A new milestone has been reached in the energy sector: more than US$110 billion has already been invested in clean hydrogen projects around the world. This form of energy continues to experience rapid growth, signaling that this energy source could be one of the main options in the global energy transition scenario. According to a report prepared by the Hydrogen Council, there are currently more than 500 initiatives at an advanced stage or in operation involving clean hydrogen. This scenario generates global competition for clean energy, and China is leading the way, followed by the US and Europe, all betting on the fuel of the future.
The production of clean hydrogen is on the rise globally
The Global Hydrogen Compass report shows that, since 2020, investments in clean hydrogen have grown by approximately 50% annually. The sector has promising ideas and has already invested in concrete projects in several parts of the world. China appears as the sole leader in this market, with approximately US$33 billion invested, in addition to holding 50% of the world’s renewable hydrogen production capacity.

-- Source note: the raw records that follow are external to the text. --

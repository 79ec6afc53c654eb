use std::io::{self, Write};
use std::path::PathBuf;

use colored::Colorize;
use mvc_sdk::{DiffHunk, DiffOp, FileOutcome, Repository, SdkError, StageOutcome, StatusReport};

use crate::cli::*;
use crate::prompt::Prompt;

pub fn run_command(cli: Cli) -> anyhow::Result<()> {
    let root = match cli.directory {
        Some(dir) => dir,
        None => std::env::current_dir()?,
    };
    match cli.command {
        Command::Init(_) => cmd_init(root),
        Command::Add(args) => cmd_add(root, args),
        Command::Commit(args) => cmd_commit(root, args),
        Command::Log(_) => cmd_log(root),
        Command::Checkout(args) => cmd_checkout(root, args),
        Command::Status(_) => cmd_status(root),
    }
}

/// Print a failed command's error for the user.
pub fn report_error(err: &anyhow::Error) {
    match err.downcast_ref::<SdkError>() {
        Some(SdkError::EmptyCommit) => {
            eprintln!("{}", "Nothing to commit. Staging area is empty.".yellow())
        }
        Some(SdkError::NotARepository { .. }) => eprintln!(
            "{} {}",
            "✗ Not an mvc repository.".red(),
            "Run 'mvc init' first.".dimmed()
        ),
        _ => eprintln!("{} {err:#}", "✗".red().bold()),
    }
}

fn cmd_init(root: PathBuf) -> anyhow::Result<()> {
    match Repository::init(&root) {
        Ok(_) => {
            println!(
                "{} Initialized empty repository in {}",
                "✓".green().bold(),
                root.display().to_string().bold()
            );
            Ok(())
        }
        Err(SdkError::AlreadyInitialized { .. }) => {
            println!("{}", "Repository already initialized.".yellow());
            Ok(())
        }
        Err(e) => Err(e.into()),
    }
}

fn cmd_add(root: PathBuf, args: AddArgs) -> anyhow::Result<()> {
    let repo = Repository::open(root)?;
    let (path, outcome) = repo.add(&args.file)?;
    match outcome {
        StageOutcome::Unchanged => println!("{} already staged, unchanged", path.to_string().dimmed()),
        _ => println!("{} Added {} to staging area", "✓".green().bold(), path),
    }
    Ok(())
}

fn cmd_commit(root: PathBuf, args: CommitArgs) -> anyhow::Result<()> {
    let repo = Repository::open(root)?;
    let summary = repo.commit(&args.message)?;
    println!(
        "{} Committed as {} - \"{}\"",
        "✓".green().bold(),
        repo.short_id(&summary.commit.id()).yellow(),
        summary.commit.message()
    );
    Ok(())
}

fn cmd_log(root: PathBuf) -> anyhow::Result<()> {
    let repo = Repository::open(root)?;
    let commits = repo.log()?;
    if commits.is_empty() {
        println!("{}", "No commits found.".yellow());
        return Ok(());
    }

    let head = repo.head()?;
    println!("{}\n", "Commit History:".blue().bold());
    for commit in &commits {
        let marker = if Some(commit.id()) == head { " (HEAD)" } else { "" };
        println!(
            "{}{}",
            format!("Commit: {}", repo.short_id(&commit.id())).green(),
            marker.cyan()
        );
        println!("Message: {}", commit.message());
        println!("Date:    {}", commit.timestamp().format("%Y-%m-%dT%H:%M:%S%.3fZ"));
        println!("{}", "---------------------------".dimmed());
    }
    Ok(())
}

fn cmd_checkout(root: PathBuf, args: CheckoutArgs) -> anyhow::Result<()> {
    let repo = Repository::open(root)?;
    let mut prompt = Prompt::stdio();
    let report = repo.checkout(&args.commit, &mut prompt)?;

    for (path, outcome) in &report.files {
        match outcome {
            FileOutcome::Restored | FileOutcome::Overwritten => {
                println!("{} Restored {}", "✓".green(), path)
            }
            FileOutcome::Declined => println!("{} Skipped {}", "-".yellow(), path),
            FileOutcome::Unchanged => println!("  {} {}", "Unchanged".dimmed(), path),
        }
    }
    let skipped = report.with_outcome(FileOutcome::Declined);
    if !skipped.is_empty() {
        println!(
            "\n{} {} file(s) kept local changes, {} written",
            "!".yellow().bold(),
            skipped.len(),
            report.written()
        );
    }
    println!(
        "\n{} Checked out to commit {}",
        "✓".green().bold(),
        repo.short_id(&report.commit.id()).yellow()
    );
    Ok(())
}

fn cmd_status(root: PathBuf) -> anyhow::Result<()> {
    let repo = Repository::open(root)?;
    let status = repo.status()?;
    render_status(&mut io::stdout().lock(), &repo, &status)?;
    Ok(())
}

/// Write a status report: one line per changed file, with the diff under
/// each modified one.
fn render_status(out: &mut impl Write, repo: &Repository, status: &StatusReport) -> io::Result<()> {
    match &status.head {
        Some(id) => writeln!(out, "On commit {}\n", repo.short_id(id).yellow().bold())?,
        None => writeln!(out, "No commits yet\n")?,
    }

    if status.staged.is_empty() {
        writeln!(out, "{}", "No files staged for commit.".dimmed())?;
    } else {
        writeln!(out, "{}", "Staged for commit:".green())?;
        for path in &status.staged {
            writeln!(out, "  - {path}")?;
        }
    }

    if !status.is_clean() {
        writeln!(out)?;
    }
    for change in &status.changes {
        writeln!(out, "{}", format!("Modified: {}", change.path).yellow())?;
        render_hunks(out, &change.hunks)?;
    }
    for path in &status.reconciliation.deleted {
        writeln!(out, "{}", format!("Deleted: {path}").red())?;
    }
    for path in status.untracked() {
        writeln!(out, "{}", format!("Untracked: {path}").cyan())?;
    }

    if status.is_clean() {
        writeln!(out, "\n{}", "Working directory clean".green())?;
    }
    Ok(())
}

fn render_hunks(out: &mut impl Write, hunks: &[DiffHunk]) -> io::Result<()> {
    for hunk in hunks {
        writeln!(
            out,
            "  {}",
            format!(
                "@@ -{},{} +{},{} @@",
                hunk.old_start, hunk.old_count, hunk.new_start, hunk.new_count
            )
            .cyan()
        )?;
        for line in &hunk.lines {
            match line {
                DiffOp::Equal(text) => writeln!(out, "   {text}")?,
                DiffOp::Removed(text) => writeln!(out, "  {}", format!("-{text}").red())?,
                DiffOp::Added(text) => writeln!(out, "  {}", format!("+{text}").green())?,
            }
        }
    }
    Ok(())
}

North America, specifically the United States, ranks second in this ranking, with US$23 billion invested in the clean hydrogen sector, followed by Europe, with US$19 billion. This race, while it may seem economical, has a strategic side: countries see hydrogen as a way to reduce dependence on fossil fuels and thus increase energy security.
In total, more than 1,700 projects have been announced in this sector since 2020, representing a more than sevenfold increase in the number of initiatives. Even in the face of current obstacles, hydrogen represents an advancement that has gone beyond being just a futuristic concept and has become a viable option for the construction market.
Challenges on the path to the adoption of hydrogen as a fuel
Although promising, the outlook is not that simple. This same report also records that approximately 50 clean hydrogen projects were canceled in the last 18 months, representing 3% of the total. Although this may seem like a small and insignificant number, it reveals that some barriers still exist in this sector.
Costs, policies, and market functioning
Some of the main challenges to be overcome are high production costs, high interest rates in some regions, and delays in implementing market-friendly public policies. Most early-stage projects end up falling by the wayside and being abandoned precisely because they lack the economic and political viability to execute.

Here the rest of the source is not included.